Une subvention pour lutter contre le paludisme qui, selon Oxfam, comporte trop de risques

La semaine passée, dans notre dernier rapport “Des anti-paludéens à l’épicerie”, Oxfam suggérait que l’on mette fin à un projet mondial contre le paludisme Fonds pour des médicaments antipaludéens à des prix abordables (AMFm).

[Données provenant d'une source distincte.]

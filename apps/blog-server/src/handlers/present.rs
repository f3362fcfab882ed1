//! Turns stored records into response bodies.
//!
//! Listings reference the same authors and categories over and over, so each
//! related record is fetched at most once per response.

use std::collections::HashMap;

use blogicum_core::domain::{Category, Comment, Post, PostSummary, User};
use blogicum_core::pagination::Page;
use blogicum_shared::PageResponse;
use blogicum_shared::dto::{
    AuthorSummary, CategoryResponse, CategorySummary, CommentResponse, LocationSummary,
    PostResponse, ProfileSummary,
};

use crate::middleware::error::{AppError, AppResult};
use crate::state::AppState;

pub(crate) struct Presenter<'a> {
    state: &'a AppState,
    authors: HashMap<i64, AuthorSummary>,
    categories: HashMap<i64, Option<CategorySummary>>,
    locations: HashMap<i64, Option<LocationSummary>>,
}

impl<'a> Presenter<'a> {
    pub fn new(state: &'a AppState) -> Self {
        Self {
            state,
            authors: HashMap::new(),
            categories: HashMap::new(),
            locations: HashMap::new(),
        }
    }

    async fn author(&mut self, user_id: i64) -> AppResult<AuthorSummary> {
        if let Some(author) = self.authors.get(&user_id) {
            return Ok(author.clone());
        }

        let user = self
            .state
            .users
            .find_by_id(user_id)
            .await?
            .ok_or_else(|| AppError::Internal(format!("author {user_id} is missing")))?;
        let author = AuthorSummary {
            id: user.id,
            username: user.username,
        };
        self.authors.insert(user_id, author.clone());
        Ok(author)
    }

    async fn category(&mut self, category_id: Option<i64>) -> AppResult<Option<CategorySummary>> {
        let Some(id) = category_id else {
            return Ok(None);
        };
        if let Some(category) = self.categories.get(&id) {
            return Ok(category.clone());
        }

        let category = self
            .state
            .categories
            .find_by_id(id)
            .await?
            .map(|c| CategorySummary {
                id: c.id,
                title: c.title,
                slug: c.slug,
            });
        self.categories.insert(id, category.clone());
        Ok(category)
    }

    async fn location(&mut self, location_id: Option<i64>) -> AppResult<Option<LocationSummary>> {
        let Some(id) = location_id else {
            return Ok(None);
        };
        if let Some(location) = self.locations.get(&id) {
            return Ok(location.clone());
        }

        let location = self
            .state
            .locations
            .find_by_id(id)
            .await?
            .map(|l| LocationSummary {
                id: l.id,
                name: l.name,
            });
        self.locations.insert(id, location.clone());
        Ok(location)
    }

    pub async fn post(&mut self, post: Post, comment_count: u64) -> AppResult<PostResponse> {
        let author = self.author(post.author_id).await?;
        let category = self.category(post.category_id).await?;
        let location = self.location(post.location_id).await?;

        Ok(PostResponse {
            id: post.id,
            title: post.title,
            text: post.text,
            pub_date: post.pub_date,
            is_published: post.is_published,
            created_at: post.created_at,
            image: post.image,
            author,
            category,
            location,
            comment_count,
        })
    }

    pub async fn posts(&mut self, page: Page<PostSummary>) -> AppResult<PageResponse<PostResponse>> {
        let has_next = page.has_next();
        let has_previous = page.has_previous();

        let mut items = Vec::with_capacity(page.items.len());
        for summary in page.items {
            items.push(self.post(summary.post, summary.comment_count).await?);
        }

        Ok(PageResponse {
            items,
            page: page.number,
            per_page: page.per_page,
            total_items: page.total_items,
            total_pages: page.total_pages,
            has_next,
            has_previous,
        })
    }

    pub async fn comment(&mut self, comment: Comment) -> AppResult<CommentResponse> {
        let author = self.author(comment.author_id).await?;

        Ok(CommentResponse {
            id: comment.id,
            post_id: comment.post_id,
            text: comment.text,
            created_at: comment.created_at,
            author,
        })
    }
}

pub(crate) fn profile_summary(user: &User) -> ProfileSummary {
    ProfileSummary {
        id: user.id,
        username: user.username.clone(),
        first_name: user.first_name.clone(),
        last_name: user.last_name.clone(),
        date_joined: user.created_at,
    }
}

pub(crate) fn category_response(category: Category) -> CategoryResponse {
    CategoryResponse {
        id: category.id,
        title: category.title,
        description: category.description,
        slug: category.slug,
    }
}
//! Webhook delivery: one JSON POST per notification.

use std::time::Duration;

use async_trait::async_trait;
use serde::Serialize;

use blogicum_core::ports::{Notification, Notifier, NotifyError};

/// Webhook target and envelope.
#[derive(Debug, Clone)]
pub struct WebhookConfig {
    pub url: String,
    pub from: String,
    pub recipients: Vec<String>,
    pub timeout: Duration,
}

impl WebhookConfig {
    pub fn new(url: impl Into<String>) -> Self {
        Self {
            url: url.into(),
            from: "publicat_form@blogicum.not".to_string(),
            recipients: vec!["admin@blogicum.not".to_string()],
            timeout: Duration::from_secs(5),
        }
    }

    /// `None` unless `NOTIFY_WEBHOOK_URL` is set.
    pub fn from_env() -> Option<Self> {
        let url = std::env::var("NOTIFY_WEBHOOK_URL").ok()?;
        let mut config = Self::new(url);

        if let Ok(from) = std::env::var("NOTIFY_FROM") {
            config.from = from;
        }
        if let Ok(recipients) = std::env::var("NOTIFY_RECIPIENTS") {
            config.recipients = parse_recipients(&recipients);
        }
        if let Some(secs) = std::env::var("NOTIFY_TIMEOUT_SECS")
            .ok()
            .and_then(|s| s.parse().ok())
        {
            config.timeout = Duration::from_secs(secs);
        }

        Some(config)
    }
}

fn parse_recipients(raw: &str) -> Vec<String> {
    raw.split(',')
        .map(str::trim)
        .filter(|r| !r.is_empty())
        .map(String::from)
        .collect()
}

#[derive(Serialize)]
struct Payload<'a> {
    from: &'a str,
    recipients: &'a [String],
    subject: &'a str,
    message: &'a str,
}

pub struct WebhookNotifier {
    config: WebhookConfig,
    client: reqwest::Client,
}

impl WebhookNotifier {
    pub fn new(config: WebhookConfig) -> Result<Self, NotifyError> {
        let client = reqwest::Client::builder()
            .timeout(config.timeout)
            .build()
            .map_err(|e| NotifyError::Delivery(e.to_string()))?;

        Ok(Self { config, client })
    }
}

#[async_trait]
impl Notifier for WebhookNotifier {
    async fn notify(&self, notification: Notification) -> Result<(), NotifyError> {
        let payload = Payload {
            from: &self.config.from,
            recipients: &self.config.recipients,
            subject: &notification.subject,
            message: &notification.message,
        };

        let response = self
            .client
            .post(&self.config.url)
            .json(&payload)
            .send()
            .await
            .map_err(|e| NotifyError::Delivery(e.to_string()))?;

        let status = response.status();
        if !status.is_success() {
            return Err(NotifyError::Rejected(status.as_u16()));
        }

        tracing::debug!(subject = %notification.subject, "Notification delivered");
        Ok(())
    }
}
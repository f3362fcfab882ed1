//! # Blogicum Infrastructure
//!
//! Concrete implementations of the ports defined in `blogicum-core`.
//! This crate contains the database adapters, the auth services and the
//! notification sinks.
//!
//! ## Feature Flags
//!
//! - `full` (default) - All features enabled
//! - `minimal` - No external services, in-memory only
//! - `postgres` - PostgreSQL database support via SeaORM
//! - `auth` - JWT + Argon2 authentication
//! - `webhook` - Notifications delivered to an HTTP webhook

pub mod database;
pub mod notify;

#[cfg(feature = "auth")]
pub mod auth;

// Re-exports - In-Memory
pub use database::{DatabaseConfig, InMemoryDatabase};
pub use notify::LogNotifier;

#[cfg(feature = "auth")]
pub use auth::{Argon2PasswordService, JwtConfig, JwtTokenService};

#[cfg(feature = "postgres")]
pub use database::DatabaseConnection;

#[cfg(feature = "webhook")]
pub use notify::{WebhookConfig, WebhookNotifier};
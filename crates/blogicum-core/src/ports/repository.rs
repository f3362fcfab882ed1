use async_trait::async_trait;

use crate::domain::{Category, Comment, Location, Post, PostSummary, User};
use crate::error::RepoError;
use crate::pagination::{Page, PageRequest};
use crate::visibility::{PostFilter, Visibility};

/// Generic repository trait defining standard CRUD operations.
#[async_trait]
pub trait BaseRepository<T, ID>: Send + Sync {
    /// Find an entity by its unique ID.
    async fn find_by_id(&self, id: ID) -> Result<Option<T>, RepoError>;

    /// Save an entity. Unsaved entities are inserted and receive an ID,
    /// stored ones are updated in place.
    async fn save(&self, entity: T) -> Result<T, RepoError>;

    /// Delete an entity by its ID, applying the store's delete rules to
    /// dependent rows.
    async fn delete(&self, id: ID) -> Result<(), RepoError>;
}

/// User repository with account lookups.
#[async_trait]
pub trait UserRepository: BaseRepository<User, i64> {
    async fn find_by_username(&self, username: &str) -> Result<Option<User>, RepoError>;
}

/// Post repository with visibility-aware reads.
#[async_trait]
pub trait PostRepository: BaseRepository<Post, i64> {
    /// Fetch a single post if `visibility` admits it.
    async fn find_visible(
        &self,
        id: i64,
        visibility: Visibility,
    ) -> Result<Option<Post>, RepoError>;

    /// List posts matching `filter`, newest publication date first, each
    /// annotated with its comment count.
    async fn list(
        &self,
        filter: PostFilter,
        page: PageRequest,
    ) -> Result<Page<PostSummary>, RepoError>;
}

/// Category repository.
#[async_trait]
pub trait CategoryRepository: BaseRepository<Category, i64> {
    /// Find a published category by slug. Unpublished categories are absent.
    async fn find_published_by_slug(&self, slug: &str) -> Result<Option<Category>, RepoError>;
}

/// Location repository.
pub trait LocationRepository: BaseRepository<Location, i64> {}

/// Comment repository.
#[async_trait]
pub trait CommentRepository: BaseRepository<Comment, i64> {
    /// Comments on a post, oldest first.
    async fn list_for_post(&self, post_id: i64) -> Result<Vec<Comment>, RepoError>;
}
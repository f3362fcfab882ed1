//! Error handling middleware - RFC 7807 compliant responses.

use actix_web::{HttpResponse, ResponseError, http::StatusCode, http::header};
use blogicum_core::access::Denial;
use blogicum_core::error::{DomainError, RepoError};
use blogicum_core::ports::AuthError;
use blogicum_shared::ErrorResponse;
use std::fmt;

use crate::handlers::{LOGIN_URL, post_url};

const PERMISSION_DENIED: &str = "You do not have permission to perform this action.";

/// Application-level error type that converts to RFC 7807 responses.
///
/// Two variants are not errors on the wire: `Redirect` and `LoginRequired`
/// both answer `302 Found`.
#[derive(Debug)]
pub enum AppError {
    NotFound(String),
    BadRequest(String),
    Unauthorized(String),
    Forbidden(String),
    Conflict(String),
    Internal(String),
    Validation(Vec<String>),
    /// Silent denial: send the client elsewhere without an error body.
    Redirect(String),
    /// Anonymous request to a login-only page; `next` is the requested path.
    LoginRequired { next: String },
}

impl AppError {
    fn login_location(next: &str) -> String {
        match serde_urlencoded::to_string([("next", next)]) {
            Ok(query) => format!("{LOGIN_URL}?{query}"),
            Err(_) => LOGIN_URL.to_string(),
        }
    }
}

impl fmt::Display for AppError {
    fn fmt(&self, f: &mut fmt::Formatter<'_>) -> fmt::Result {
        match self {
            AppError::NotFound(msg) => write!(f, "Not found: {}", msg),
            AppError::BadRequest(msg) => write!(f, "Bad request: {}", msg),
            AppError::Unauthorized(msg) => write!(f, "Unauthorized: {}", msg),
            AppError::Forbidden(msg) => write!(f, "Forbidden: {}", msg),
            AppError::Conflict(msg) => write!(f, "Conflict: {}", msg),
            AppError::Internal(msg) => write!(f, "Internal error: {}", msg),
            AppError::Validation(errors) => write!(f, "Validation errors: {:?}", errors),
            AppError::Redirect(to) => write!(f, "Redirect to {}", to),
            AppError::LoginRequired { next } => write!(f, "Login required for {}", next),
        }
    }
}

impl ResponseError for AppError {
    fn status_code(&self) -> StatusCode {
        match self {
            AppError::NotFound(_) => StatusCode::NOT_FOUND,
            AppError::BadRequest(_) => StatusCode::BAD_REQUEST,
            AppError::Unauthorized(_) => StatusCode::UNAUTHORIZED,
            AppError::Forbidden(_) => StatusCode::FORBIDDEN,
            AppError::Conflict(_) => StatusCode::CONFLICT,
            AppError::Internal(_) => StatusCode::INTERNAL_SERVER_ERROR,
            AppError::Validation(_) => StatusCode::UNPROCESSABLE_ENTITY,
            AppError::Redirect(_) | AppError::LoginRequired { .. } => StatusCode::FOUND,
        }
    }

    fn error_response(&self) -> HttpResponse {
        let error = match self {
            AppError::Redirect(to) => {
                return HttpResponse::Found()
                    .insert_header((header::LOCATION, to.as_str()))
                    .finish();
            }
            AppError::LoginRequired { next } => {
                return HttpResponse::Found()
                    .insert_header((header::LOCATION, Self::login_location(next)))
                    .finish();
            }
            AppError::NotFound(detail) => ErrorResponse::not_found(detail),
            AppError::BadRequest(detail) => ErrorResponse::bad_request(detail),
            AppError::Unauthorized(detail) => ErrorResponse::unauthorized(detail),
            AppError::Forbidden(detail) => ErrorResponse::forbidden(detail),
            AppError::Conflict(detail) => ErrorResponse::conflict(detail),
            AppError::Internal(detail) => {
                tracing::error!("Internal error: {}", detail);
                ErrorResponse::internal_error()
            }
            AppError::Validation(errors) => ErrorResponse::invalid_form(errors.clone()),
        };

        HttpResponse::build(self.status_code()).json(error)
    }
}

impl From<DomainError> for AppError {
    fn from(err: DomainError) -> Self {
        match err {
            DomainError::NotFound { entity_type, key } => {
                AppError::NotFound(format!("{} {} not found", entity_type, key))
            }
            DomainError::Validation(errors) => AppError::Validation(errors),
            DomainError::Duplicate(msg) => AppError::Conflict(msg),
        }
    }
}

impl From<RepoError> for AppError {
    fn from(err: RepoError) -> Self {
        match err {
            RepoError::NotFound => AppError::NotFound("Resource not found".to_string()),
            RepoError::InvalidPage(msg) => AppError::NotFound(msg),
            RepoError::Constraint(msg) => AppError::Conflict(msg),
            RepoError::Connection(msg) => {
                tracing::error!("Database connection error: {}", msg);
                AppError::Internal("Database error".to_string())
            }
            RepoError::Query(msg) => {
                tracing::error!("Database query error: {}", msg);
                AppError::Internal("Database error".to_string())
            }
        }
    }
}

impl From<Denial> for AppError {
    fn from(denial: Denial) -> Self {
        match denial {
            Denial::RedirectToPost(post_id) => AppError::Redirect(post_url(post_id)),
            Denial::Forbidden => AppError::Forbidden(PERMISSION_DENIED.to_string()),
        }
    }
}

impl From<AuthError> for AppError {
    fn from(err: AuthError) -> Self {
        match err {
            AuthError::InvalidCredentials => {
                AppError::Unauthorized("Invalid username or password".to_string())
            }
            AuthError::TokenExpired => AppError::Unauthorized(
                "Your authentication token has expired. Please login again.".to_string(),
            ),
            AuthError::InvalidToken(msg) => AppError::Unauthorized(msg),
            AuthError::MissingAuth => AppError::Unauthorized(
                "Please provide a valid Bearer token in the Authorization header.".to_string(),
            ),
            AuthError::HashingError(msg) => AppError::Internal(msg),
        }
    }
}

/// Result type alias for handlers.
pub type AppResult<T> = Result<T, AppError>;

#[cfg(test)]
mod tests {
    use super::*;

    #[test]
    fn test_login_redirect_encodes_next() {
        let response = AppError::LoginRequired {
            next: "/posts/5?page=2".to_string(),
        }
        .error_response();

        assert_eq!(response.status(), StatusCode::FOUND);
        assert_eq!(
            response.headers().get(header::LOCATION).unwrap(),
            "/auth/login?next=%2Fposts%2F5%3Fpage%3D2"
        );
    }

    #[test]
    fn test_denials_map_to_redirect_and_forbidden() {
        let redirect = AppError::from(Denial::RedirectToPost(5)).error_response();
        assert_eq!(redirect.status(), StatusCode::FOUND);
        assert_eq!(redirect.headers().get(header::LOCATION).unwrap(), "/posts/5");

        let forbidden = AppError::from(Denial::Forbidden);
        assert_eq!(forbidden.status_code(), StatusCode::FORBIDDEN);
    }

    #[test]
    fn test_invalid_page_is_not_found() {
        let err = AppError::from(RepoError::InvalidPage("page 9".into()));
        assert_eq!(err.status_code(), StatusCode::NOT_FOUND);
    }

    #[test]
    fn test_constraint_violation_is_conflict() {
        let err = AppError::from(RepoError::Constraint("users_username_key".into()));
        assert_eq!(err.status_code(), StatusCode::CONFLICT);
    }
}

Malgré une avancée notable dans la lutte contre le paludisme, un nombre important de personnes indigentes meurent encore de cette maladie pourtant curable. La majorité des victimes en Afrique sont des enfants. De fait, en 2010, 86 pour cent  des personnes décédées des suites du paludisme avaient moins de cinq ans. Alors pourquoi ne sommes-nous pas en faveur d’un projet qui vise à réduire le prix de médicaments qui sauvent des vies?

Oxfam a de très  bonnes raisons d’exiger l’arrêt de ce mécanisme à la lumières de plusieurs  faits.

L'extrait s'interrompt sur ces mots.